Exactly how many lines of the data below include the string "format"? State the number and nothing more.

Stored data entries
---+---

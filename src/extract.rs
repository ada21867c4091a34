// src/extract.rs

//! Extraction of a published release back into a build-style directory
//!
//! The inverse of `add`: given a sequence, recreate a source tree that
//! `add` would accept — the manifest, the package files, note sidecars,
//! NOTICE, RESTART and per-package script directories. With `full` the
//! delta packages of each package come along too.

use crate::db::ReleaseDB;
use crate::error::{Error, Result};
use crate::layout;
use crate::manifest::Manifest;
use crate::pkgfile;
use std::fs;
use std::path::Path;
use tracing::{debug, info};

/// Recreates shippable source trees from the archive
pub struct Extractor<'a> {
    db: &'a ReleaseDB,
    archive: &'a Path,
    project: &'a str,
}

impl<'a> Extractor<'a> {
    pub fn new(db: &'a ReleaseDB, archive: &'a Path, project: &'a str) -> Self {
        Self {
            db,
            archive,
            project,
        }
    }

    /// Extract a release named as `<train>/<sequence>` or plain
    /// `<sequence>` into `dest`
    pub fn extract(&self, spec: &str, dest: &Path, full: bool) -> Result<()> {
        let (train, sequence) = self.resolve(spec)?;
        let manifest_path = layout::manifest_path(self.archive, self.project, &train, &sequence);
        let manifest = Manifest::load_path(&manifest_path)?;
        info!(
            "Extracting {} from train {} to {}",
            sequence,
            train,
            dest.display()
        );

        fs::create_dir_all(dest)?;
        fs::copy(
            &manifest_path,
            dest.join(format!("{}-MANIFEST", self.project)),
        )?;

        let pkg_dest = dest.join("Packages");
        fs::create_dir_all(&pkg_dest)?;
        for pkg in manifest.packages() {
            let file = pkg.file_name();
            fs::copy(
                layout::package_path(self.archive, &file),
                pkg_dest.join(&file),
            )?;
            if full {
                for update in &pkg.updates {
                    let delta = pkg.delta_file_name(&update.base_version);
                    fs::copy(
                        layout::package_path(self.archive, &delta),
                        pkg_dest.join(&delta),
                    )?;
                }
            }
            self.extract_scripts(&pkg.name, &pkg.version, &pkg_dest)?;
        }

        for (note_name, note_file) in manifest.notes() {
            let source = layout::notes_dir(self.archive, &train).join(note_file);
            fs::copy(&source, dest.join(note_name))?;
        }

        if let Some(notice) = manifest.notice() {
            fs::write(dest.join("NOTICE"), notice)?;
        }

        self.write_restart_file(&manifest, dest)?;
        Ok(())
    }

    /// Resolve the user-supplied release spec to (train, sequence)
    fn resolve(&self, spec: &str) -> Result<(String, String)> {
        if let Some((train, sequence)) = spec.split_once('/') {
            return Ok((train.to_string(), sequence.to_string()));
        }
        let train = self
            .db
            .train_for_sequence(spec)?
            .ok_or_else(|| Error::UnknownSequence(spec.to_string()))?;
        Ok((train, spec.to_string()))
    }

    /// Copy the per-package script files into
    /// `<dest>/Packages/<name>-<version>/`, where `add` rediscovers them
    fn extract_scripts(&self, name: &str, version: &str, pkg_dest: &Path) -> Result<()> {
        let aux = layout::package_aux_dir(self.archive, name, version);
        if !aux.is_dir() {
            return Ok(());
        }
        let script_dest = pkg_dest.join(format!("{}-{}", name, version));
        for entry in fs::read_dir(&aux)? {
            let entry = entry?;
            let file_name = entry.file_name().to_string_lossy().into_owned();
            if file_name == "Services" || !entry.file_type()?.is_file() {
                continue;
            }
            fs::create_dir_all(&script_dest)?;
            fs::copy(entry.path(), script_dest.join(&file_name))?;
            debug!("Extracted script {} for {}-{}", file_name, name, version);
        }
        Ok(())
    }

    /// Reassemble a RESTART sidecar from the service rows of the
    /// release's packages
    fn write_restart_file(&self, manifest: &Manifest, dest: &Path) -> Result<()> {
        let mut tokens = Vec::new();
        for pkg in manifest.packages() {
            let Some(row) = self.db.find_package(&pkg.name, &pkg.version)? else {
                continue;
            };
            for (service, restart) in self.db.services_for_package_update(row.id)? {
                let token = if restart {
                    service
                } else {
                    format!("{}=no", service)
                };
                if !tokens.contains(&token) {
                    tokens.push(token);
                }
            }
        }
        if tokens.is_empty() {
            return Ok(());
        }
        fs::write(dest.join("RESTART"), tokens.join("\n") + "\n")?;
        Ok(())
    }
}

#[cfg(test)]
mod tests {
    use super::*;
    use crate::manifest::ManifestPackage;
    use std::collections::BTreeMap;
    use tempfile::TempDir;

    fn publish(db: &mut ReleaseDB, archive: &Path) {
        fs::create_dir_all(layout::packages_dir(archive)).unwrap();
        fs::create_dir_all(layout::train_dir(archive, "stable")).unwrap();

        fs::write(
            layout::package_path(archive, &pkgfile::file_name("pkgA", "1.0")),
            "payload",
        )
        .unwrap();

        let mut m = Manifest::new("stable", "1");
        m.push_package(ManifestPackage::new("pkgA", "1.0", "ck"));
        m.set_notice(Some("read this first".to_string()));

        let notes = layout::notes_dir(archive, "stable");
        fs::create_dir_all(&notes).unwrap();
        fs::write(notes.join("ReleaseNotes-abc.txt"), "notes body").unwrap();
        m.set_note("ReleaseNotes", "ReleaseNotes-abc.txt");

        m.store_path(&layout::manifest_path(archive, "FOO", "stable", "1"))
            .unwrap();
        db.add_release(&m).unwrap();

        let pkg = db.find_package("pkgA", "1.0").unwrap().unwrap();
        let mut services = BTreeMap::new();
        services.insert("sshd".to_string(), true);
        services.insert("cron".to_string(), false);
        db.set_services_for_package(pkg.id, &services).unwrap();

        fs::create_dir_all(layout::package_aux_dir(archive, "pkgA", "1.0")).unwrap();
        fs::write(
            layout::script_path(archive, "pkgA", "1.0", "post-upgrade"),
            "echo done",
        )
        .unwrap();
    }

    #[test]
    fn test_extract_recreates_source_tree() {
        let dir = TempDir::new().unwrap();
        let dest = TempDir::new().unwrap();
        let mut db = ReleaseDB::open_in_memory().unwrap();
        publish(&mut db, dir.path());

        let extractor = Extractor::new(&db, dir.path(), "FOO");
        extractor.extract("1", dest.path(), false).unwrap();

        assert!(dest.path().join("FOO-MANIFEST").exists());
        assert_eq!(
            fs::read_to_string(dest.path().join("Packages/pkgA-1.0.tgz")).unwrap(),
            "payload"
        );
        assert_eq!(
            fs::read_to_string(dest.path().join("ReleaseNotes")).unwrap(),
            "notes body"
        );
        assert_eq!(
            fs::read_to_string(dest.path().join("NOTICE")).unwrap(),
            "read this first"
        );
        assert_eq!(
            fs::read_to_string(dest.path().join("Packages/pkgA-1.0/post-upgrade")).unwrap(),
            "echo done"
        );

        let restart = fs::read_to_string(dest.path().join("RESTART")).unwrap();
        assert!(restart.contains("sshd"));
        assert!(restart.contains("cron=no"));
    }

    #[test]
    fn test_extract_with_train_prefix() {
        let dir = TempDir::new().unwrap();
        let dest = TempDir::new().unwrap();
        let mut db = ReleaseDB::open_in_memory().unwrap();
        publish(&mut db, dir.path());

        let extractor = Extractor::new(&db, dir.path(), "FOO");
        extractor.extract("stable/1", dest.path(), false).unwrap();
        assert!(dest.path().join("FOO-MANIFEST").exists());
    }

    #[test]
    fn test_extract_unknown_sequence() {
        let dir = TempDir::new().unwrap();
        let db = ReleaseDB::open_in_memory().unwrap();
        let extractor = Extractor::new(&db, dir.path(), "FOO");
        assert!(matches!(
            extractor.extract("missing", dir.path(), false),
            Err(Error::UnknownSequence(_))
        ));
    }
}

---+---

§ **EXERCISE SOLUTION**: 3